### What you need to do
Copy every line of the records below that holds the word "trim".

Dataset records

»»

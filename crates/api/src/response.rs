//! HTTP error responses for API routes.

use axum::http::{HeaderName, HeaderValue, StatusCode};
use axum::response::{IntoResponse, Response};
use axum::Json;
use chrono::{SecondsFormat, Utc};
use serde::{Deserialize, Serialize};
use serde_json::{Map, Value, json};
use thiserror::Error;

use zap_core::{CorrelationId, Failure, GENERIC_MESSAGE, MAX_STACK_LINES};

use crate::config::Mode;

pub const CORRELATION_ID_HEADER: &str = "x-correlation-id";
pub const ERROR_TYPE_HEADER: &str = "x-error-type";

/// JSON body of an API route error.
#[derive(Debug, Clone, PartialEq, Serialize, Deserialize)]
#[serde(rename_all = "camelCase")]
pub struct ErrorResponse {
    pub error: String,
    pub message: String,
    pub code: String,
    pub status_code: u16,
    pub timestamp: String,
    pub correlation_id: String,
    #[serde(default, skip_serializing_if = "Option::is_none")]
    pub details: Option<Value>,
}

/// Error body plus the status it is sent with.
#[derive(Debug, Clone, PartialEq, Error)]
#[error("{status} {}: {}", body.error, body.message)]
pub struct ApiErrorResponse {
    pub status: u16,
    pub body: ErrorResponse,
}

impl ApiErrorResponse {
    /// Build the response for a failure.
    ///
    /// Production never exposes messages of unclassified failures; details
    /// (cause, stack) only appear in development, and for typed and
    /// unclassified errors only when `include_stack` is set. Validation issues
    /// are always included.
    pub fn from_failure(
        failure: &Failure,
        correlation_id: &CorrelationId,
        include_stack: bool,
        mode: Mode,
    ) -> Self {
        let dev = mode.is_development();
        let (error, message, code, status, details) = match failure {
            Failure::Typed(err) => {
                let details = (dev && include_stack).then(|| {
                    let mut d = Map::new();
                    if let Some(stack) = failure.stack(MAX_STACK_LINES) {
                        d.insert("stack".into(), Value::String(stack));
                    }
                    if let Some(cause) = err.cause() {
                        d.insert("cause".into(), cause.to_json());
                    }
                    Value::Object(d)
                });
                (
                    err.name().to_string(),
                    err.message().to_string(),
                    err.code().to_string(),
                    err.http_status(),
                    details,
                )
            }
            Failure::Validation(issues) => (
                "ValidationError".to_string(),
                "Invalid input data".to_string(),
                "VALIDATION_ERROR".to_string(),
                400,
                serde_json::to_value(issues).ok(),
            ),
            Failure::Error { error, .. } => (
                "InternalServerError".to_string(),
                if dev { error.to_string() } else { GENERIC_MESSAGE.to_string() },
                "INTERNAL_SERVER_ERROR".to_string(),
                500,
                (dev && include_stack).then(|| json!({ "stack": failure.stack(MAX_STACK_LINES) })),
            ),
            Failure::Value(value) => (
                "UnknownError".to_string(),
                GENERIC_MESSAGE.to_string(),
                "UNKNOWN_ERROR".to_string(),
                500,
                dev.then(|| json!({ "error": value_string(value) })),
            ),
        };

        Self {
            status,
            body: ErrorResponse {
                error,
                message,
                code,
                status_code: status,
                timestamp: Utc::now().to_rfc3339_opts(SecondsFormat::Millis, true),
                correlation_id: correlation_id.to_string(),
                details,
            },
        }
    }
}

impl IntoResponse for ApiErrorResponse {
    fn into_response(self) -> Response {
        let status = StatusCode::from_u16(self.status).unwrap_or(StatusCode::INTERNAL_SERVER_ERROR);
        let mut res = (status, Json(&self.body)).into_response();
        insert_header(&mut res, CORRELATION_ID_HEADER, &self.body.correlation_id);
        insert_header(&mut res, ERROR_TYPE_HEADER, &self.body.error);
        res
    }
}

/// Set a header, skipping values that are not valid header text (caller-supplied
/// correlation IDs are not validated).
pub(crate) fn insert_header(res: &mut Response, name: &'static str, value: &str) {
    if let Ok(value) = HeaderValue::from_str(value) {
        res.headers_mut().insert(HeaderName::from_static(name), value);
    }
}

fn value_string(value: &Value) -> String {
    match value {
        Value::String(s) => s.clone(),
        other => other.to_string(),
    }
}

#[cfg(test)]
mod tests {
    use super::*;
    use zap_core::{AppError, ValidationIssue, ValidationIssues};

    fn id() -> CorrelationId {
        CorrelationId::from("cid-1")
    }

    #[test]
    fn typed_error_maps_status_code_and_name() {
        let failure = Failure::from(AppError::not_found("User with email x@y.com not found"));
        let res = ApiErrorResponse::from_failure(&failure, &id(), false, Mode::Production);
        assert_eq!(res.status, 404);
        assert_eq!(res.body.code, "NOT_FOUND");
        assert_eq!(res.body.error, "NotFoundError");
        assert_eq!(res.body.message, "User with email x@y.com not found");
        assert_eq!(res.body.correlation_id, "cid-1");
        assert!(res.body.details.is_none());
    }

    #[test]
    fn typed_error_details_need_dev_and_include_stack() {
        let failure =
            Failure::from(AppError::conflict("dup").with_cause(json!({"field": "email"})));
        let dev = ApiErrorResponse::from_failure(&failure, &id(), true, Mode::Development);
        assert_eq!(dev.body.details.unwrap()["cause"]["value"]["field"], "email");

        let prod = ApiErrorResponse::from_failure(&failure, &id(), true, Mode::Production);
        assert!(prod.body.details.is_none());
        let dev_no_stack =
            ApiErrorResponse::from_failure(&failure, &id(), false, Mode::Development);
        assert!(dev_no_stack.body.details.is_none());
    }

    #[test]
    fn validation_is_bad_request_with_issues() {
        let issues =
            ValidationIssues::from(vec![ValidationIssue::new("email", "email", "invalid email")]);
        let failure = Failure::from(issues);
        let res = ApiErrorResponse::from_failure(&failure, &id(), false, Mode::Production);
        assert_eq!(res.status, 400);
        assert_eq!(res.body.code, "VALIDATION_ERROR");
        assert_eq!(res.body.error, "ValidationError");
        assert_eq!(res.body.details.unwrap()[0]["path"], "email");
    }

    #[test]
    fn production_hides_unclassified_messages() {
        let failure = Failure::from(anyhow::anyhow!("password=hunter2 leaked in query"));
        let res = ApiErrorResponse::from_failure(&failure, &id(), true, Mode::Production);
        assert_eq!(res.status, 500);
        assert_eq!(res.body.message, GENERIC_MESSAGE);
        assert!(res.body.details.is_none());
    }

    #[test]
    fn development_shows_unclassified_messages_and_stack() {
        let failure = Failure::from(anyhow::anyhow!("root cause").context("while loading user"));
        let res = ApiErrorResponse::from_failure(&failure, &id(), true, Mode::Development);
        assert_eq!(res.body.message, "while loading user");
        let stack = res.body.details.unwrap()["stack"].as_str().unwrap().to_string();
        assert!(stack.lines().count() <= MAX_STACK_LINES);
        assert!(stack.contains("while loading user"));
    }

    #[test]
    fn opaque_values_are_unknown_errors() {
        let failure = Failure::from(json!(17));
        let prod = ApiErrorResponse::from_failure(&failure, &id(), false, Mode::Production);
        assert_eq!(prod.body.code, "UNKNOWN_ERROR");
        assert_eq!(prod.body.message, GENERIC_MESSAGE);
        assert!(prod.body.details.is_none());

        let dev = ApiErrorResponse::from_failure(&failure, &id(), false, Mode::Development);
        assert_eq!(dev.body.details.unwrap()["error"], "17");
    }

    #[test]
    fn application_kinds_are_sent_as_500() {
        let failure = Failure::from(AppError::mail("smtp unreachable"));
        let res = ApiErrorResponse::from_failure(&failure, &id(), false, Mode::Production);
        assert_eq!(res.status, 500);
        assert_eq!(res.body.code, "MAIL_ERROR");
    }

    #[test]
    fn timestamp_is_rfc3339() {
        let failure = Failure::from("x");
        let res = ApiErrorResponse::from_failure(&failure, &id(), false, Mode::Production);
        assert!(chrono::DateTime::parse_from_rfc3339(&res.body.timestamp).is_ok());
    }

    #[test]
    fn into_response_sets_headers() {
        let failure = Failure::from(AppError::unauthorized("no session"));
        let res = ApiErrorResponse::from_failure(&failure, &id(), false, Mode::Production)
            .into_response();
        assert_eq!(res.status(), StatusCode::UNAUTHORIZED);
        assert_eq!(res.headers()[CORRELATION_ID_HEADER], "cid-1");
        assert_eq!(res.headers()[ERROR_TYPE_HEADER], "UnauthorizedError");
    }

    #[test]
    fn invalid_header_ids_do_not_break_the_response() {
        let failure = Failure::from(AppError::bad_request("bad"));
        let weird = CorrelationId::from("line\nbreak");
        let res = ApiErrorResponse::from_failure(&failure, &weird, false, Mode::Production)
            .into_response();
        assert_eq!(res.status(), StatusCode::BAD_REQUEST);
        assert!(res.headers().get(CORRELATION_ID_HEADER).is_none());
    }
}
//! Tracing/logging initialization.

use tracing_subscriber::EnvFilter;

/// Output format for the process-wide subscriber.
#[derive(Debug, Copy, Clone, PartialEq, Eq, Default)]
pub enum LogFormat {
    /// One JSON object per line.
    #[default]
    Json,
    /// Human-readable lines, for local development.
    Text,
}

/// Initialize tracing/logging for the process.
///
/// Safe to call multiple times (subsequent calls are no-ops).
pub fn init(format: LogFormat) {
    let filter = EnvFilter::try_from_default_env()
        .unwrap_or_else(|_| EnvFilter::new("info"));

    // Timestamps on both formats, configurable via RUST_LOG.
    let _ = match format {
        LogFormat::Json => tracing_subscriber::fmt()
            .with_env_filter(filter)
            .json()
            .with_timer(tracing_subscriber::fmt::time::SystemTime)
            .with_target(false)
            .try_init(),
        LogFormat::Text => tracing_subscriber::fmt()
            .with_env_filter(filter)
            .with_timer(tracing_subscriber::fmt::time::SystemTime)
            .with_target(false)
            .try_init(),
    };
}
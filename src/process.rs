//! External command execution.
//!
//! Everything that talks to the container runtime goes through the
//! [`ProcessRunner`] trait so the lifecycle logic can be exercised without a
//! real runtime installed.

use std::process::Stdio;

use async_trait::async_trait;
use tokio::process::Command;

use crate::error::{Error, Result};

/// Captured result of a command that ran to completion.
#[derive(Debug, Clone, Default, PartialEq, Eq)]
pub struct CommandOutput {
    /// Captured standard output.
    pub stdout: String,
    /// Captured standard error.
    pub stderr: String,
    /// Exit code, `None` if the process was terminated by a signal.
    pub exit_code: Option<i32>,
}

impl CommandOutput {
    /// Returns true if the command exited with status zero.
    pub fn success(&self) -> bool {
        self.exit_code == Some(0)
    }
}

/// How an attached (foreground) command finished.
#[derive(Debug, Clone, Copy, PartialEq, Eq)]
pub enum RunOutcome {
    /// The process exited on its own.
    Exited(Option<i32>),
    /// An interrupt arrived while waiting for the process.
    Interrupted,
}

impl RunOutcome {
    /// Returns true if the process exited with status zero.
    pub fn success(&self) -> bool {
        matches!(self, RunOutcome::Exited(Some(0)))
    }
}

/// Runs external programs on behalf of the sandbox.
#[async_trait]
pub trait ProcessRunner: Send + Sync {
    /// Runs the program to completion, capturing its output.
    async fn output(&self, program: &str, args: &[String]) -> Result<CommandOutput>;

    /// Runs the program attached to the current terminal and waits for it.
    ///
    /// An interrupt received during the wait yields [`RunOutcome::Interrupted`]
    /// rather than an error.
    async fn run_attached(&self, program: &str, args: &[String]) -> Result<RunOutcome>;
}

/// Runner that spawns real processes.
#[derive(Debug, Clone, Copy, Default)]
pub struct SystemRunner;

impl SystemRunner {
    /// Creates a new system runner.
    pub fn new() -> Self {
        Self
    }
}

#[async_trait]
impl ProcessRunner for SystemRunner {
    async fn output(&self, program: &str, args: &[String]) -> Result<CommandOutput> {
        tracing::debug!(program = %program, args = ?args, "running command");

        let output = Command::new(program)
            .args(args)
            .stdin(Stdio::null())
            .output()
            .await
            .map_err(|e| Error::Spawn {
                program: program.to_string(),
                source: e,
            })?;

        Ok(CommandOutput {
            stdout: String::from_utf8_lossy(&output.stdout).into_owned(),
            stderr: String::from_utf8_lossy(&output.stderr).into_owned(),
            exit_code: output.status.code(),
        })
    }

    async fn run_attached(&self, program: &str, args: &[String]) -> Result<RunOutcome> {
        tracing::debug!(program = %program, args = ?args, "running attached command");

        let mut child = Command::new(program)
            .args(args)
            .stdin(Stdio::inherit())
            .stdout(Stdio::inherit())
            .stderr(Stdio::inherit())
            .spawn()
            .map_err(|e| Error::Spawn {
                program: program.to_string(),
                source: e,
            })?;

        tokio::select! {
            status = child.wait() => {
                let status = status?;
                Ok(RunOutcome::Exited(status.code()))
            }
            _ = tokio::signal::ctrl_c() => {
                // The child got the same signal; reap it.
                tracing::info!(program = %program, "interrupted, waiting for child to exit");
                if let Err(e) = child.wait().await {
                    tracing::warn!(error = %e, "failed to reap interrupted child");
                }
                Ok(RunOutcome::Interrupted)
            }
        }
    }
}
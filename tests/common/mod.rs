//! Scripted container runtime for integration tests.

use std::collections::VecDeque;
use std::sync::{Arc, Mutex};

use async_trait::async_trait;
use tempfile::TempDir;

use scrape_sandbox::{
    CommandOutput, ProcessRunner, Result, RunOutcome, SandboxConfig, SandboxLayout, SandboxManager,
};

/// One recorded invocation of the runtime.
#[derive(Debug, Clone, PartialEq, Eq)]
pub struct Call {
    pub program: String,
    pub args: Vec<String>,
    pub attached: bool,
}

impl Call {
    /// The runtime subcommand (`images`, `ps`, `build`, `run`, `stop`).
    pub fn subcommand(&self) -> &str {
        self.args.first().map(String::as_str).unwrap_or("")
    }
}

#[derive(Debug, Default)]
struct State {
    image_present: bool,
    running: bool,
    build_exit_code: i32,
    stop_exit_code: i32,
    run_outcomes: VecDeque<RunOutcome>,
    calls: Vec<Call>,
}

/// A fake runtime that tracks image and instance state across calls.
#[derive(Debug, Clone, Default)]
pub struct FakeRuntime {
    state: Arc<Mutex<State>>,
}

#[allow(dead_code)]
impl FakeRuntime {
    pub fn new() -> Self {
        Self::default()
    }

    pub fn with_image(self) -> Self {
        self.state.lock().unwrap().image_present = true;
        self
    }

    pub fn with_running_instance(self) -> Self {
        self.state.lock().unwrap().running = true;
        self
    }

    pub fn failing_build(self, exit_code: i32) -> Self {
        self.state.lock().unwrap().build_exit_code = exit_code;
        self
    }

    pub fn failing_stop(self, exit_code: i32) -> Self {
        self.state.lock().unwrap().stop_exit_code = exit_code;
        self
    }

    /// Queues the outcome of the next attached `run`. Defaults to exit 0.
    pub fn next_run(self, outcome: RunOutcome) -> Self {
        self.state.lock().unwrap().run_outcomes.push_back(outcome);
        self
    }

    pub fn calls(&self) -> Vec<Call> {
        self.state.lock().unwrap().calls.clone()
    }

    pub fn subcommands(&self) -> Vec<String> {
        self.calls()
            .iter()
            .map(|c| c.subcommand().to_string())
            .collect()
    }

    fn record(&self, program: &str, args: &[String], attached: bool) {
        self.state.lock().unwrap().calls.push(Call {
            program: program.to_string(),
            args: args.to_vec(),
            attached,
        });
    }
}

fn exited(code: i32, stdout: &str, stderr: &str) -> CommandOutput {
    CommandOutput {
        stdout: stdout.to_string(),
        stderr: stderr.to_string(),
        exit_code: Some(code),
    }
}

#[async_trait]
impl ProcessRunner for FakeRuntime {
    async fn output(&self, program: &str, args: &[String]) -> Result<CommandOutput> {
        self.record(program, args, false);
        let mut state = self.state.lock().unwrap();

        let output = match args.first().map(String::as_str) {
            Some("images") if state.image_present => exited(0, "3f2a9c1b\n", ""),
            Some("images") => exited(0, "", ""),
            Some("ps") if state.running => exited(0, "a1b2c3d4\n", ""),
            Some("ps") => exited(0, "", ""),
            Some("build") if state.build_exit_code == 0 => {
                state.image_present = true;
                exited(0, "Successfully built\n", "")
            }
            Some("build") => exited(
                state.build_exit_code,
                "Step 1/4\n",
                "failed to solve: dockerfile parse error\n",
            ),
            Some("stop") if state.stop_exit_code == 0 => {
                state.running = false;
                exited(0, "stopped\n", "")
            }
            Some("stop") => exited(state.stop_exit_code, "", "permission denied\n"),
            _ => exited(125, "", "unknown command\n"),
        };
        Ok(output)
    }

    async fn run_attached(&self, program: &str, args: &[String]) -> Result<RunOutcome> {
        self.record(program, args, true);
        let mut state = self.state.lock().unwrap();
        Ok(state
            .run_outcomes
            .pop_front()
            .unwrap_or(RunOutcome::Exited(Some(0))))
    }
}

/// A temporary sandbox root with a manager driven by `runtime`.
pub struct Fixture {
    pub root: TempDir,
    pub manager: SandboxManager,
}

pub fn fixture(runtime: &FakeRuntime) -> Fixture {
    let root = TempDir::new().expect("failed to create temp dir");
    let layout = SandboxLayout::new(root.path()).expect("failed to create layout");
    let manager = SandboxManager::new(&SandboxConfig::default(), layout, Arc::new(runtime.clone()));
    Fixture { root, manager }
}

/// Writes a script into the fixture's scripts directory.
#[allow(dead_code)]
pub fn write_script(fixture: &Fixture, name: &str) {
    let dir = fixture.manager.layout().scripts_dir();
    std::fs::create_dir_all(&dir).expect("failed to create scripts dir");
    std::fs::write(dir.join(name), "print('hi')\n").expect("failed to write script");
}
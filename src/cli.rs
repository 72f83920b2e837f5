//! CLI argument parsing.

use std::path::PathBuf;

use clap::{Parser, Subcommand};

use crate::export::ExportFormat;
use crate::templates::DEFAULT_TEMPLATE_URL;

#[derive(Debug, Parser)]
#[command(name = "sandbox")]
#[command(author, version, about = "Docker sandbox for running scraping scripts", long_about = None)]
pub struct Args {
    #[command(subcommand)]
    pub command: SubCommand,

    /// Sandbox root holding persistent_data/, user_scripts/ and the Dockerfile
    #[arg(long, global = true, env = "SANDBOX_ROOT", default_value = ".")]
    pub root: PathBuf,

    /// Configuration file (defaults to <root>/sandbox.toml when present)
    #[arg(long, global = true)]
    pub config: Option<PathBuf>,

    /// Print status as JSON
    #[arg(long, global = true)]
    pub json: bool,

    /// Verbose logging
    #[arg(short, long, global = true)]
    pub verbose: bool,
}

#[derive(Debug, Subcommand)]
pub enum SubCommand {
    /// Start an interactive interpreter inside the sandbox
    Interactive,

    /// Run a script from the scripts directory
    Script {
        /// File name of the script under user_scripts/
        script_name: String,
    },

    /// Create the example scraper script
    Example,

    /// Show image, instance and script status
    Status,

    /// Build the sandbox image
    Build,

    /// Stop the interactive instance
    Stop,

    /// Write a scraper template into the scripts directory
    Template {
        /// Script file name (".py" is appended when missing)
        name: String,

        /// URL the template scrapes
        #[arg(long, default_value = DEFAULT_TEMPLATE_URL)]
        url: String,

        /// Use the asyncio multi-URL template
        #[arg(long = "async")]
        use_async: bool,
    },

    /// Generate a scraper with the code-generation assistant
    Generate {
        /// What the scraper should do
        prompt: String,

        /// Save into the scripts directory under this name instead of printing
        #[arg(long, short)]
        output: Option<String>,
    },

    /// Convert a JSON results file to JSON or CSV
    Export {
        /// Results file, looked up in persistent_data/ when not found as given
        input: PathBuf,

        /// Output format (json or csv)
        #[arg(long, short, default_value = "csv")]
        format: ExportFormat,

        /// Output path (defaults to the input path with the format's extension)
        #[arg(long, short)]
        output: Option<PathBuf>,
    },
}

#[cfg(test)]
mod tests {
    use super::*;

    #[test]
    fn parses_script_command() {
        let args = Args::try_parse_from(["sandbox", "script", "scraper.py"]).unwrap();
        match args.command {
            SubCommand::Script { script_name } => assert_eq!(script_name, "scraper.py"),
            other => panic!("unexpected command {:?}", other),
        }
    }

    #[test]
    fn script_requires_a_name() {
        assert!(Args::try_parse_from(["sandbox", "script"]).is_err());
    }

    #[test]
    fn global_flags_after_subcommand() {
        let args = Args::try_parse_from(["sandbox", "status", "--json", "--root", "/srv/sb"]).unwrap();
        assert!(args.json);
        assert_eq!(args.root, PathBuf::from("/srv/sb"));
        assert!(matches!(args.command, SubCommand::Status));
    }

    #[test]
    fn template_defaults() {
        let args = Args::try_parse_from(["sandbox", "template", "quotes"]).unwrap();
        match args.command {
            SubCommand::Template {
                name,
                url,
                use_async,
            } => {
                assert_eq!(name, "quotes");
                assert_eq!(url, DEFAULT_TEMPLATE_URL);
                assert!(!use_async);
            }
            other => panic!("unexpected command {:?}", other),
        }
    }

    #[test]
    fn export_parses_format() {
        let args =
            Args::try_parse_from(["sandbox", "export", "results.json", "--format", "json"]).unwrap();
        match args.command {
            SubCommand::Export { format, output, .. } => {
                assert_eq!(format, ExportFormat::Json);
                assert!(output.is_none());
            }
            other => panic!("unexpected command {:?}", other),
        }
    }

    #[test]
    fn rejects_unknown_command() {
        assert!(Args::try_parse_from(["sandbox", "destroy"]).is_err());
    }
}
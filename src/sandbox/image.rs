//! Image presence checks and builds.

use std::path::Path;
use std::sync::Arc;

use crate::error::{Error, Result};
use crate::process::ProcessRunner;

use super::identity::ImageState;

/// Queries and builds the sandbox image through the container runtime.
#[derive(Clone)]
pub struct ImageManager {
    runner: Arc<dyn ProcessRunner>,
    runtime: String,
    image_name: String,
}

impl ImageManager {
    /// Creates an image manager for `image_name` using the `runtime` binary.
    pub fn new(
        runner: Arc<dyn ProcessRunner>,
        runtime: impl Into<String>,
        image_name: impl Into<String>,
    ) -> Self {
        Self {
            runner,
            runtime: runtime.into(),
            image_name: image_name.into(),
        }
    }

    /// Returns the image reference this manager addresses.
    pub fn image_name(&self) -> &str {
        &self.image_name
    }

    /// Returns true if the image exists locally. Query failures count as absent.
    pub async fn exists(&self) -> bool {
        let args = vec!["images".to_string(), "-q".to_string(), self.image_name.clone()];

        match self.runner.output(&self.runtime, &args).await {
            Ok(output) if output.success() => !output.stdout.trim().is_empty(),
            Ok(output) => {
                tracing::warn!(
                    image = %self.image_name,
                    exit_code = ?output.exit_code,
                    stderr = %output.stderr.trim(),
                    "image query failed, treating image as absent"
                );
                false
            }
            Err(e) => {
                tracing::warn!(image = %self.image_name, error = %e, "image query failed, treating image as absent");
                false
            }
        }
    }

    /// Returns the current image state.
    pub async fn state(&self) -> ImageState {
        ImageState::from(self.exists().await)
    }

    /// Builds the image from `context_dir`, overwriting any existing tag.
    pub async fn build(&self, context_dir: &Path) -> Result<()> {
        let args = vec![
            "build".to_string(),
            "-t".to_string(),
            self.image_name.clone(),
            context_dir.display().to_string(),
        ];

        tracing::info!(image = %self.image_name, context = ?context_dir, "building image");
        let output = self.runner.output(&self.runtime, &args).await?;

        if !output.success() {
            tracing::error!(image = %self.image_name, exit_code = ?output.exit_code, "image build failed");
            return Err(Error::Build {
                stdout: output.stdout,
                stderr: output.stderr,
                exit_code: output.exit_code,
            });
        }

        tracing::info!(image = %self.image_name, "image built");
        Ok(())
    }
}
//! Error types for the scrape sandbox.

use std::path::PathBuf;
use thiserror::Error;

/// Exit code reported when a run is interrupted with Ctrl+C.
pub const INTERRUPTED_EXIT_CODE: i32 = 130;

/// Top-level error type for sandbox operations.
#[derive(Error, Debug)]
pub enum Error {
    /// A host directory or file could not be created or read.
    #[error("filesystem error at {path}: {source}")]
    Filesystem {
        path: PathBuf,
        #[source]
        source: std::io::Error,
    },

    /// The image build exited with a non-zero status.
    #[error("image build failed with {}", describe_exit(.exit_code))]
    Build {
        stdout: String,
        stderr: String,
        exit_code: Option<i32>,
    },

    /// Stopping the instance failed. Never fatal to the process.
    #[error("failed to stop instance {instance}: {reason}")]
    Stop { instance: String, reason: String },

    /// The named script does not exist under the scripts directory.
    #[error("script not found: {}", .0.display())]
    ScriptNotFound(PathBuf),

    /// The script ran but exited with a non-zero status.
    #[error("script {script} failed with {}", describe_exit(.exit_code))]
    ScriptExecution {
        script: String,
        exit_code: Option<i32>,
    },

    /// An attached container session exited with a non-zero status.
    #[error("container exited with {}", describe_exit(.exit_code))]
    ContainerExit { exit_code: Option<i32> },

    /// The external program could not be started at all.
    #[error("failed to run {program}: {source}")]
    Spawn {
        program: String,
        #[source]
        source: std::io::Error,
    },

    /// Configuration error.
    #[error("configuration error: {0}")]
    Config(String),

    /// The code-generation service call failed.
    #[error("code generation failed: {0}")]
    CodeGeneration(String),

    /// Exporting records failed.
    #[error("export failed: {0}")]
    Export(String),

    /// IO error outside of layout management.
    #[error("IO error: {0}")]
    Io(#[from] std::io::Error),

    /// JSON (de)serialization error.
    #[error("JSON error: {0}")]
    Json(#[from] serde_json::Error),
}

impl Error {
    /// Returns the process exit code this error should produce.
    ///
    /// Only script failures propagate the container's own exit code.
    pub fn exit_code(&self) -> i32 {
        match self {
            Error::ScriptExecution {
                exit_code: Some(code),
                ..
            } if *code != 0 => *code,
            _ => 1,
        }
    }

    /// Wraps an IO error with the path it occurred on.
    pub fn filesystem(path: impl Into<PathBuf>, source: std::io::Error) -> Self {
        Error::Filesystem {
            path: path.into(),
            source,
        }
    }
}

fn describe_exit(code: &Option<i32>) -> String {
    match code {
        Some(code) => format!("exit code {}", code),
        None => "termination by signal".to_string(),
    }
}

/// Result type alias for sandbox operations.
pub type Result<T> = std::result::Result<T, Error>;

««

### Result of this exercise
            Ok(output) if output.success() => !output.stdout.trim().is_empty(),
                    stderr = %output.stderr.trim(),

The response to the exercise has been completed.